**** Material for this exercise ****

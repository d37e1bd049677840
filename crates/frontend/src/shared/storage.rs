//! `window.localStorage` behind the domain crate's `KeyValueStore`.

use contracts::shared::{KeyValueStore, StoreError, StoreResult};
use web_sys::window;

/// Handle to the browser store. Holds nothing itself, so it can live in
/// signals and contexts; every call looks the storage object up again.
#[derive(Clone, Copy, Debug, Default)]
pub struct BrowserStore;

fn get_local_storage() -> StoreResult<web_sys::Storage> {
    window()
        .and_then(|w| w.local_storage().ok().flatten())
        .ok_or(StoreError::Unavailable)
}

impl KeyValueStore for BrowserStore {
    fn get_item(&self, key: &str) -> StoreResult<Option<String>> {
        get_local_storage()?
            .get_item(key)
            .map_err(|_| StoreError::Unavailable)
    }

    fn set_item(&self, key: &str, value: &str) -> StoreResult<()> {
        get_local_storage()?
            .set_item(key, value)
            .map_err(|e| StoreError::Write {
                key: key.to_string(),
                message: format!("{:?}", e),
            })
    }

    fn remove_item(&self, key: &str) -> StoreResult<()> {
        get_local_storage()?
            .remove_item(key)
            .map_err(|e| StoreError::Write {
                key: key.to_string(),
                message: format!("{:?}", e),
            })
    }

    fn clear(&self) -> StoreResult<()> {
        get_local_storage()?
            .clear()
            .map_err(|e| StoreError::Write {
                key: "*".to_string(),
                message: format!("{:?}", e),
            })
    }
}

****
**** Material for this exercise ****

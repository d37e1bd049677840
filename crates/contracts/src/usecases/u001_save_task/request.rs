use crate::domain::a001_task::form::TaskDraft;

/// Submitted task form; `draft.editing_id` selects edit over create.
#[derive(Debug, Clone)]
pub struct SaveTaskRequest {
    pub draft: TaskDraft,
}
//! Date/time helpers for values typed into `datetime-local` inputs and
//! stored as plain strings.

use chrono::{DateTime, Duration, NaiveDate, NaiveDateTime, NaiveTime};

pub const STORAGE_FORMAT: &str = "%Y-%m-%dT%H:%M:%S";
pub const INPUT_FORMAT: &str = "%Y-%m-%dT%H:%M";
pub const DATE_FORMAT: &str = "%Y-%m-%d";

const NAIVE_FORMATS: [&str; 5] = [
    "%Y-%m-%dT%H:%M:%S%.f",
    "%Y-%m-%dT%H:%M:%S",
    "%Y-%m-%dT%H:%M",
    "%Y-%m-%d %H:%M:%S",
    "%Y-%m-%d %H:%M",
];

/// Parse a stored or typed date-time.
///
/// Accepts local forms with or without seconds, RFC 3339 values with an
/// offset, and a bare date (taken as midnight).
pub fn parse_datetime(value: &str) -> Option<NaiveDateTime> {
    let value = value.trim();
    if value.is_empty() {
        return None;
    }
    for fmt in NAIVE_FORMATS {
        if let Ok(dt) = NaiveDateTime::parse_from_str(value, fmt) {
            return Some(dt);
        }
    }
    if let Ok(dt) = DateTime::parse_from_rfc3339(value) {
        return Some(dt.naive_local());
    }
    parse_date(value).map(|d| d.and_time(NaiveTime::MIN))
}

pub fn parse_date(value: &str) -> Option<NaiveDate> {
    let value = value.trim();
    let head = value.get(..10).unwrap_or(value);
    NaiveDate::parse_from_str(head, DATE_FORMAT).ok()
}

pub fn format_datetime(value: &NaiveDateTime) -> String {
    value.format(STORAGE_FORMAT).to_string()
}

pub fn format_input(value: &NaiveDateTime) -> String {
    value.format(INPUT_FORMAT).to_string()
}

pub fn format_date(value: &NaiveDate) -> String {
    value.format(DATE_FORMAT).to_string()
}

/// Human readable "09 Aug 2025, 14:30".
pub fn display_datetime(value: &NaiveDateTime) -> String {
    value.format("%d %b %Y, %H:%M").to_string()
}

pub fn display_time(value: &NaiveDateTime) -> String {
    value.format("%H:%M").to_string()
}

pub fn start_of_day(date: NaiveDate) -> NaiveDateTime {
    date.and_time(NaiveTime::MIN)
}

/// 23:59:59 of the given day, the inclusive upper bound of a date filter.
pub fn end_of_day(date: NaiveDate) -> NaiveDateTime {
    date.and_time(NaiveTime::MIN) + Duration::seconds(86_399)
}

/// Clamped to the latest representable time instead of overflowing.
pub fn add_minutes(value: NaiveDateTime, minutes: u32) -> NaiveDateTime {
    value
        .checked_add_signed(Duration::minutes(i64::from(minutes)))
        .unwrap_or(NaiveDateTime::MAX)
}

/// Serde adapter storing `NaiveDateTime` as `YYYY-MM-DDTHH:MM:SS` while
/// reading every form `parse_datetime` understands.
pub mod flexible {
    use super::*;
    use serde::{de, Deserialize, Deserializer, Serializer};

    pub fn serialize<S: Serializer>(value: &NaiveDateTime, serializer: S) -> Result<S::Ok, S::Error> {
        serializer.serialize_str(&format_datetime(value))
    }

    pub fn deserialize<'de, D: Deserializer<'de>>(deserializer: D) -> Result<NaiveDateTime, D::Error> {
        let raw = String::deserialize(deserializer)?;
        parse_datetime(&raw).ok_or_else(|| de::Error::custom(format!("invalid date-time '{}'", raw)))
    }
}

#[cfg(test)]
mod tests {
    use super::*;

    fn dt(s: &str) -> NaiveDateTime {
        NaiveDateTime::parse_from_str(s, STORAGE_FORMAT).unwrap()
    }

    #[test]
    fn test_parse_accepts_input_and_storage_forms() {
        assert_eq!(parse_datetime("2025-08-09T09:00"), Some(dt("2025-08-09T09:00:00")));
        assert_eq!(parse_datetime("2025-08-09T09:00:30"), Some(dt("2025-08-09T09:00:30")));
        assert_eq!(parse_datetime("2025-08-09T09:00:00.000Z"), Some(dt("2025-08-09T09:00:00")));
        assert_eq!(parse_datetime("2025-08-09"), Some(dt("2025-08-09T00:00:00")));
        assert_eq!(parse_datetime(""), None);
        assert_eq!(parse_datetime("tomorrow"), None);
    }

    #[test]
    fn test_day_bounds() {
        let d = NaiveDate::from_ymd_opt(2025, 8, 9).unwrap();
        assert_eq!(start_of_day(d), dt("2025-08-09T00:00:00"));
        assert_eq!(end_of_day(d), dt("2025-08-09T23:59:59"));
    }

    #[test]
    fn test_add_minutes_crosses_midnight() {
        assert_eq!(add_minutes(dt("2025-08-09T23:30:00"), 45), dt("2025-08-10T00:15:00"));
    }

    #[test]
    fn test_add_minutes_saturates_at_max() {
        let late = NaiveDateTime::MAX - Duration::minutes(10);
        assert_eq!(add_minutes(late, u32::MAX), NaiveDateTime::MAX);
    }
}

****

:: Work request ::
Report the count, and only the count, of lines in the records above that contain "struct".

:: Response to this exercise ::
2